» Problem: In the listing below, how many lines carry the word "been"? Reply with only the number.

» Records supplied:
impl ConnectionManager {
    /// Create a manager and the receiving end of its event queue.
    pub fn new(
        config: ConnectionConfig,
        credentials: Arc<dyn CredentialProvider>,
        factory: Arc<dyn TransportFactory>,
        store: SharedStore,
    ) -> (Self, mpsc::UnboundedReceiver<EngineEvent>) {
        let (events_tx, events_rx) = mpsc::unbounded_channel();
        let status = Arc::new(RwLock::new(ConnectionStatus::new(
            config.max_reconnect_attempts,
        )));
        let manager = Self {
            config,
            credentials,
            factory,
            store,
            parser: MessageParser::new(),
            status,
            transport: None,
            epoch: 0,
            retry: None,
            events_tx,
        };
        (manager, events_rx)
    }

    pub fn handle(&self) -> ConnectionHandle {
        ConnectionHandle {
            tx: self.events_tx.clone(),
            status: self.status.clone(),
        }
    }

    pub fn config(&self) -> &ConnectionConfig {
        &self.config
    }

    pub fn status(&self) -> ConnectionStatus {
        self.status.read().clone()
    }

    pub fn state(&self) -> ConnectionState {
        self.status.read().state
    }

    pub fn can_reconnect(&self) -> bool {
        self.status.read().can_reconnect()
    }

    pub fn epoch(&self) -> u64 {
        self.epoch
    }

    /// Open a transport with the current credential.
    ///
    /// No-op while connected or connecting. Fails fast, without opening a
    /// transport, when no valid credential is available.
    pub fn connect(&mut self) {
        let state = self.state();
        if matches!(
            state,
            ConnectionState::Connected | ConnectionState::Connecting
        ) {
            debug!(%state, "Connect ignored");
            return;
        }

        self.cancel_retry();

        let Some(token) = self.credentials.bearer_token() else {
            self.fail_credentials(
                ErrorCode::TransportAuthenticationFailed,
                "No bearer token available - please login first",
            );
            return;
        };
        if !self.credentials.is_authenticated() {
            self.fail_credentials(
                ErrorCode::CredentialExpired,
                "Bearer token expired - please login again",
            );
            return;
        }

        self.epoch += 1;
        let attempts = {
            let mut status = self.status.write();
            status.state = ConnectionState::Connecting;
            status.reconnect_attempts
        };
        info!(
            url = %self.config.url,
            epoch = self.epoch,
            attempt = attempts,
            "Connecting"
        );

        let request = OpenRequest {
            url: self.config.url.clone(),
            headers: vec![
                ("Authorization".to_string(), format!("Bearer {token}")),
                (
                    "X-Requested-With".to_string(),
                    "XMLHttpRequest".to_string(),
                ),
            ],
            heartbeat_ms: self.config.heartbeat_interval_ms,
        };
        let events = TransportEvents::new(self.epoch, self.events_tx.clone());

        match self.factory.open(request, events) {
            Ok(transport) => self.transport = Some(transport),
            Err(e) => {
                self.on_failure(TransportFailure::new(
                    FailureKind::Handshake,
                    format!("Connection failed: {e}"),
                ));
                self.on_closed("transport could not be opened");
            }
        }
    }

    /// Tear down the transport and reset the attempt counter.
    pub fn disconnect(&mut self) {
        self.epoch += 1;
        self.cancel_retry();
        if let Some(mut transport) = self.transport.take() {
            transport.deactivate();
        }
        {
            let mut status = self.status.write();
            status.state = ConnectionState::Disconnected;
            status.reconnect_attempts = 0;
            status.last_error = None;
            status.connected_at = None;
        }
        info!(epoch = self.epoch, "Disconnected");
    }

    /// Disconnect, then connect again after the manual reconnect delay.
    ///
    /// Returns false, doing nothing, when [`ConnectionStatus::can_reconnect`]
    /// does not hold.
    pub fn reconnect(&mut self) -> bool {
        if !self.can_reconnect() {
            let status = self.status();
            warn!(
                state = %status.state,
                attempts = status.reconnect_attempts,
                "Reconnect not allowed"
            );
            return false;
        }

        info!("Manual reconnect requested");
        self.disconnect();
        self.status.write().state = ConnectionState::Reconnecting;
        self.schedule_retry(Duration::from_millis(self.config.manual_reconnect_delay_ms));
        true
    }

    /// Process one event from the queue.
    pub fn handle_event(&mut self, event: EngineEvent) {
        match event {
            EngineEvent::Transport { epoch, event } => {
                if epoch != self.epoch {
                    debug!(epoch, current = self.epoch, "Ignoring stale transport event");
                    return;
                }
                match event {
                    TransportEvent::Connected => self.on_connected(),
                    TransportEvent::Message { destination, body } => {
                        self.on_message(&destination, &body)
                    }
                    TransportEvent::Error(failure) => self.on_failure(failure),
                    TransportEvent::Closed { reason } => self.on_closed(&reason),
                }
            }
            EngineEvent::RetryDue { epoch } => {
                if epoch != self.epoch {
                    debug!(epoch, current = self.epoch, "Ignoring stale retry");
                    return;
                }
                self.retry = None;
                let state = {
                    let mut status = self.status.write();
                    status.retry_pending = false;
                    status.state
                };
                if matches!(
                    state,
                    ConnectionState::Disconnected | ConnectionState::Reconnecting
                ) {
                    self.connect();
                }
            }
            EngineEvent::Command(command) => match command {
                ConnectionCommand::Connect => self.connect(),
                ConnectionCommand::Disconnect => self.disconnect(),
                ConnectionCommand::Reconnect => {
                    self.reconnect();
                }
            },
        }
    }

    fn on_connected(&mut self) {
        let now = self.store.read().now();
        {
            let mut status = self.status.write();
            status.state = ConnectionState::Connected;
            status.reconnect_attempts = 0;
            status.last_error = None;
            status.connected_at = Some(now);
        }
        info!(url = %self.config.url, epoch = self.epoch, "Connected");

        let Some(transport) = self.transport.as_mut() else {
            return;
        };
        let mut failed = Vec::new();
        for topic in self.parser.topics() {
            match transport.subscribe(topic) {
                Ok(()) => info!(topic, "Subscribed"),
                Err(e) => failed.push((topic.to_string(), e)),
            }
        }
        for (topic, e) in failed {
            error!(%topic, error = %e, "Subscribe failed");
            let record = ErrorRecord::new(
                ErrorCode::TransportConnectionFailed,
                format!("Subscribe to {topic} failed: {e}"),
                now,
            )
            .with_context("destination", topic);
            self.store.write().ingest_error(record);
        }
    }

    fn on_message(&mut self, destination: &str, body: &str) {
        self.status.write().messages_received += 1;

        match self.parser.parse(destination, body) {
            Ok(Some(InboundMessage::Price(update))) => {
                let mut store = self.store.write();
                if let Err(e) = store.ingest_tick(update) {
                    debug!(error = %e, "Tick rejected");
                }
            }
            Ok(Some(InboundMessage::Notification(payload))) => {
                let mut store = self.store.write();
                if let Err(e) = store.ingest_notification(payload) {
                    debug!(error = %e, "Notification rejected");
                }
            }
            Ok(None) => {}
            Err(e) => {
                self.status.write().parse_errors += 1;
                warn!(destination, error = %e, "Failed to parse frame");
                let mut store = self.store.write();
                let record = ErrorRecord::new(
                    ErrorCode::MessageParseError,
                    format!("Failed to parse message: {e}"),
                    store.now(),
                )
                .with_context("destination", destination)
                .with_context("messageBody", body);
                store.ingest_error(record);
            }
        }
    }

    fn on_failure(&mut self, failure: TransportFailure) {
        let code = classify_failure(&failure);
        let attempts = {
            let mut status = self.status.write();
            status.state = ConnectionState::Error;
            status.last_error = Some(failure.message.clone());
            status.reconnect_attempts
        };
        error!(
            %code,
            kind = ?failure.kind,
            message = %failure.message,
            "Transport error"
        );

        let now = self.store.read().now();
        self.record(
            ErrorRecord::new(code, failure.message, now)
                .with_context("reconnectAttempts", attempts)
                .with_context("wsUrl", self.config.url.as_str()),
        );
        if code.is_authentication() {
            self.credentials.on_authentication_failed();
        }
    }

    fn on_closed(&mut self, reason: &str) {
        self.transport = None;
        let max = self.config.max_reconnect_attempts;

        let attempts = {
            let mut status = self.status.write();
            status.state = ConnectionState::Disconnected;
            status.connected_at = None;
            if status.reconnect_attempts < max {
                status.reconnect_attempts += 1;
            }
            status.reconnect_attempts
        };

        if attempts >= max {
            error!(attempts, reason, "Max reconnection attempts exceeded");
            {
                let mut status = self.status.write();
                status.state = ConnectionState::Error;
                status.last_error = Some(MAX_ATTEMPTS_MESSAGE.to_string());
            }
            let now = self.store.read().now();
            self.record(
                ErrorRecord::new(ErrorCode::TransportConnectionFailed, MAX_ATTEMPTS_MESSAGE, now)
                    .with_context("reconnectAttempts", attempts)
                    .with_context("wsUrl", self.config.url.as_str()),
            );
            return;
        }

        let delay = backoff_delay(self.config.reconnect_base_delay_ms, attempts - 1);
        warn!(
            attempt = attempts,
            delay_ms = delay.as_millis() as u64,
            reason,
            "Disconnected, scheduling reconnect"
        );
        self.status.write().retries_scheduled += 1;
        self.schedule_retry(delay);
    }

    fn fail_credentials(&mut self, code: ErrorCode, message: &str) {
        warn!(%code, "Cannot connect: {message}");
        {
            let mut status = self.status.write();
            status.state = ConnectionState::Error;
            status.last_error = Some(message.to_string());
        }
        let now = self.store.read().now();
        self.record(ErrorRecord::new(code, message, now));
        self.credentials.on_authentication_failed();
    }

    fn record(&self, record: ErrorRecord) {
        self.store.write().ingest_error(record);
    }

    fn schedule_retry(&mut self, delay: Duration) {
        self.cancel_retry();
        let tx = self.events_tx.clone();
        let epoch = self.epoch;
        self.retry = Some(tokio::spawn(async move {
            tokio::time::sleep(delay).await;
            let _ = tx.send(EngineEvent::RetryDue { epoch });
        }));
        self.status.write().retry_pending = true;
    }

    fn cancel_retry(&mut self) {
        if let Some(handle) = self.retry.take() {
            handle.abort();
        }
        self.status.write().retry_pending = false;
    }
}
//! STOMP heart-beat negotiation and monitoring.
//!
//! Outgoing heart-beats are EOLs written when nothing else was sent for the
//! negotiated interval. The peer is considered dead when nothing at all was
//! received for twice its negotiated interval.

use std::time::Duration;
use tokio::time::{Instant, Interval, MissedTickBehavior};
use tracing::debug;

/// Grace factor applied to the peer's interval before declaring a timeout.
const RECEIVE_GRACE: u32 = 2;

/// Longest gap between checks, also used when heart-beats are disabled.
const IDLE_CHECK: Duration = Duration::from_secs(60);

/// Negotiate per STOMP 1.2: each direction uses the larger of what one side
/// can do and what the other side wants, and is disabled if either is 0.
///
/// `client` and `server` are the `(cx, cy)` / `(sx, sy)` header pairs in ms.
/// Returns `(send_every_ms, expect_every_ms)` for the client.
pub fn negotiate(client: (u64, u64), server: (u64, u64)) -> (u64, u64) {
    let (cx, cy) = client;
    let (sx, sy) = server;
    let send = if cx == 0 || sy == 0 { 0 } else { cx.max(sy) };
    let expect = if cy == 0 || sx == 0 { 0 } else { cy.max(sx) };
    (send, expect)
}

/// Parse a `heart-beat` header value (`"x,y"`). Malformed values disable
/// heart-beats.
pub fn parse_header(value: Option<&str>) -> (u64, u64) {
    value
        .and_then(|v| v.split_once(','))
        .and_then(|(x, y)| Some((x.trim().parse().ok()?, y.trim().parse().ok()?)))
        .unwrap_or((0, 0))
}

/// Tracks send/receive activity for one session.
#[derive(Debug)]
pub struct HeartbeatMonitor {
    send_interval: Option<Duration>,
    receive_timeout: Option<Duration>,
    last_sent: Instant,
    last_received: Instant,
}

impl HeartbeatMonitor {
    /// Monitor with heart-beats disabled, used until `CONNECTED` arrives.
    pub fn disabled() -> Self {
        Self::new(0, 0)
    }

    pub fn new(send_every_ms: u64, expect_every_ms: u64) -> Self {
        let now = Instant::now();
        Self {
            send_interval: (send_every_ms > 0).then(|| Duration::from_millis(send_every_ms)),
            receive_timeout: (expect_every_ms > 0)
                .then(|| Duration::from_millis(expect_every_ms).saturating_mul(RECEIVE_GRACE)),
            last_sent: now,
            last_received: now,
        }
    }

    pub fn record_sent(&mut self) {
        self.last_sent = Instant::now();
    }

    pub fn record_received(&mut self) {
        self.last_received = Instant::now();
    }

    /// Whether the outgoing side has been idle for a full interval.
    pub fn should_send_heartbeat(&self) -> bool {
        self.send_interval
            .is_some_and(|interval| self.last_sent.elapsed() >= interval)
    }

    /// Whether the peer has been silent longer than allowed.
    pub fn is_timed_out(&self) -> bool {
        let Some(timeout) = self.receive_timeout else {
            return false;
        };
        let silent = self.last_received.elapsed();
        if silent > timeout {
            debug!(silent_ms = silent.as_millis() as u64, "Heart-beat timeout");
            return true;
        }
        false
    }

    /// How often the session should run the send/timeout checks.
    pub fn check_period(&self) -> Duration {
        let period = match (self.send_interval, self.receive_timeout) {
            (Some(a), Some(b)) => a.min(b) / 2,
            (Some(a), None) | (None, Some(a)) => a / 2,
            (None, None) => IDLE_CHECK,
        };
        period.clamp(Duration::from_millis(1), IDLE_CHECK)
    }

    /// Fixed-rate ticker for this monitor's checks. It keeps its schedule
    /// across `select!` iterations, so inbound traffic does not postpone
    /// outgoing heart-beats.
    pub fn ticker(&self) -> Interval {
        let period = self.check_period();
        let mut ticker = tokio::time::interval_at(Instant::now() + period, period);
        ticker.set_missed_tick_behavior(MissedTickBehavior::Delay);
        ticker
    }
}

» The answer: 2